# [Task statement]
Each entry below needs to be reproduced exactly as given.

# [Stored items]
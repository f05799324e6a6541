//! Tunables for the media plane core, read from the environment variables
//! documented in spec §6 plus the design constants of spec §5 and §4.7.
//!
//! This is config *loading* only for knobs the core itself consumes;
//! call routing, registration and CLI argument parsing stay out of scope.

use std::time::Duration;

/// Socket send/receive buffer targets (spec §5). The OS may refuse the
/// requested size; callers back off by 10% until it accepts, never going
/// below `MIN_SOCKET_BUFFER`.
#[derive(Debug, Clone, Copy)]
pub struct SocketBufferTargets {
    pub video_rx: usize,
    pub audio_rx: usize,
    pub control_rx: usize,
    pub data_tx: usize,
    pub control_tx: usize,
}

pub const MIN_SOCKET_BUFFER: usize = 1024;

impl Default for SocketBufferTargets {
    fn default() -> Self {
        SocketBufferTargets {
            video_rx: 1024 * 1024,
            audio_rx: 16 * 1024,
            control_rx: 4 * 1024,
            data_tx: 8 * 1024,
            control_tx: 4 * 1024,
        }
    }
}

#[derive(Debug, Clone)]
pub struct MediaPlaneConfig {
    /// `OPAL_RTP_OUT_OF_ORDER_TIME` (default 50ms) — how long the
    /// out-of-order resequencer waits before giving up and resyncing.
    pub rtp_out_of_order_time: Duration,
    /// `OPAL_MEDIA_START_DELAY` (default 0s) — artificial delay before the
    /// first patch pump iteration; debugging aid only.
    pub media_start_delay: Duration,
    /// `OPAL_MEDIA_PATCH_CPU_CHECK` (default 1000ms) — CPU self-throttle
    /// sample window for the patch worker.
    pub patch_cpu_check_interval: Duration,
    /// Maximum out-of-order packets buffered before the resequencer gives
    /// up (spec §4.7.3), default 20.
    pub max_out_of_order_packets: usize,
    /// Periodic RTCP compound report interval (spec §4.7), default 12s.
    pub rtcp_report_interval: Duration,
    pub socket_buffers: SocketBufferTargets,
}

impl Default for MediaPlaneConfig {
    fn default() -> Self {
        MediaPlaneConfig {
            rtp_out_of_order_time: Duration::from_millis(50),
            media_start_delay: Duration::from_secs(0),
            patch_cpu_check_interval: Duration::from_millis(1000),
            max_out_of_order_packets: 20,
            rtcp_report_interval: Duration::from_secs(12),
            socket_buffers: SocketBufferTargets::default(),
        }
    }
}

impl MediaPlaneConfig {
    /// Read the three documented environment variables, falling back to
    /// their defaults on absence or parse failure.
    pub fn from_env() -> Self {
        let mut config = MediaPlaneConfig::default();

        if let Some(ms) = env_u64("OPAL_RTP_OUT_OF_ORDER_TIME") {
            config.rtp_out_of_order_time = Duration::from_millis(ms);
        }
        if let Some(secs) = env_u64("OPAL_MEDIA_START_DELAY") {
            config.media_start_delay = Duration::from_secs(secs);
        }
        if let Some(ms) = env_u64("OPAL_MEDIA_PATCH_CPU_CHECK") {
            config.patch_cpu_check_interval = Duration::from_millis(ms);
        }

        config
    }
}

fn env_u64(name: &str) -> Option<u64> {
    std::env::var(name).ok().and_then(|v| v.parse().ok())
}

#[cfg(test)]
mod tests {
    use super::*;

    #[test]
    fn defaults_match_spec() {
        let config = MediaPlaneConfig::default();
        assert_eq!(config.rtp_out_of_order_time, Duration::from_millis(50));
        assert_eq!(config.max_out_of_order_packets, 20);
        assert_eq!(config.rtcp_report_interval, Duration::from_secs(12));
    }

    #[test]
    fn from_env_falls_back_on_missing_var() {
        std::env::remove_var("OPAL_RTP_OUT_OF_ORDER_TIME");
        let config = MediaPlaneConfig::from_env();
        assert_eq!(config.rtp_out_of_order_time, Duration::from_millis(50));
    }
}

# [Answer space]
repository f05799324e6a6541
//! Tunables for the media plane core, read from the environment variables
//! documented in spec §6 plus the design constants of spec §5 and §4.7.
//!
//! This is config *loading* only for knobs the core itself consumes;
//! call routing, registration and CLI argument parsing stay out of scope.

use std::time::Duration;

/// Socket send/receive buffer targets (spec §5). The OS may refuse the
/// requested size; callers back off by 10% until it accepts, never going
/// below `MIN_SOCKET_BUFFER`.
#[derive(Debug, Clone, Copy)]
pub struct SocketBufferTargets {
    pub video_rx: usize,
    pub audio_rx: usize,
    pub control_rx: usize,
    pub data_tx: usize,
    pub control_tx: usize,
}

pub const MIN_SOCKET_BUFFER: usize = 1024;

impl Default for SocketBufferTargets {
    fn default() -> Self {
        SocketBufferTargets {
            video_rx: 1024 * 1024,
            audio_rx: 16 * 1024,
            control_rx: 4 * 1024,
            data_tx: 8 * 1024,
            control_tx: 4 * 1024,
        }
    }
}

#[derive(Debug, Clone)]
pub struct MediaPlaneConfig {
    /// `OPAL_RTP_OUT_OF_ORDER_TIME` (default 50ms) — how long the
    /// out-of-order resequencer waits before giving up and resyncing.
    pub rtp_out_of_order_time: Duration,
    /// `OPAL_MEDIA_START_DELAY` (default 0s) — artificial delay before the
    /// first patch pump iteration; debugging aid only.
    pub media_start_delay: Duration,
    /// `OPAL_MEDIA_PATCH_CPU_CHECK` (default 1000ms) — CPU self-throttle
    /// sample window for the patch worker.
    pub patch_cpu_check_interval: Duration,
    /// Maximum out-of-order packets buffered before the resequencer gives
    /// up (spec §4.7.3), default 20.
    pub max_out_of_order_packets: usize,
    /// Periodic RTCP compound report interval (spec §4.7), default 12s.
    pub rtcp_report_interval: Duration,
    pub socket_buffers: SocketBufferTargets,
}

impl Default for MediaPlaneConfig {
    fn default() -> Self {
        MediaPlaneConfig {
            rtp_out_of_order_time: Duration::from_millis(50),
            media_start_delay: Duration::from_secs(0),
            patch_cpu_check_interval: Duration::from_millis(1000),
            max_out_of_order_packets: 20,
            rtcp_report_interval: Duration::from_secs(12),
            socket_buffers: SocketBufferTargets::default(),
        }
    }
}

impl MediaPlaneConfig {
    /// Read the three documented environment variables, falling back to
    /// their defaults on absence or parse failure.
    pub fn from_env() -> Self {
        let mut config = MediaPlaneConfig::default();

        if let Some(ms) = env_u64("OPAL_RTP_OUT_OF_ORDER_TIME") {
            config.rtp_out_of_order_time = Duration::from_millis(ms);
        }
        if let Some(secs) = env_u64("OPAL_MEDIA_START_DELAY") {
            config.media_start_delay = Duration::from_secs(secs);
        }
        if let Some(ms) = env_u64("OPAL_MEDIA_PATCH_CPU_CHECK") {
            config.patch_cpu_check_interval = Duration::from_millis(ms);
        }

        config
    }
}

fn env_u64(name: &str) -> Option<u64> {
    std::env::var(name).ok().and_then(|v| v.parse().ok())
}

#[cfg(test)]
mod tests {
    use super::*;

    #[test]
    fn defaults_match_spec() {
        let config = MediaPlaneConfig::default();
        assert_eq!(config.rtp_out_of_order_time, Duration::from_millis(50));
        assert_eq!(config.max_out_of_order_packets, 20);
        assert_eq!(config.rtcp_report_interval, Duration::from_secs(12));
    }

    #[test]
    fn from_env_falls_back_on_missing_var() {
        std::env::remove_var("OPAL_RTP_OUT_OF_ORDER_TIME");
        let config = MediaPlaneConfig::from_env();
        assert_eq!(config.rtp_out_of_order_time, Duration::from_millis(50));
    }
}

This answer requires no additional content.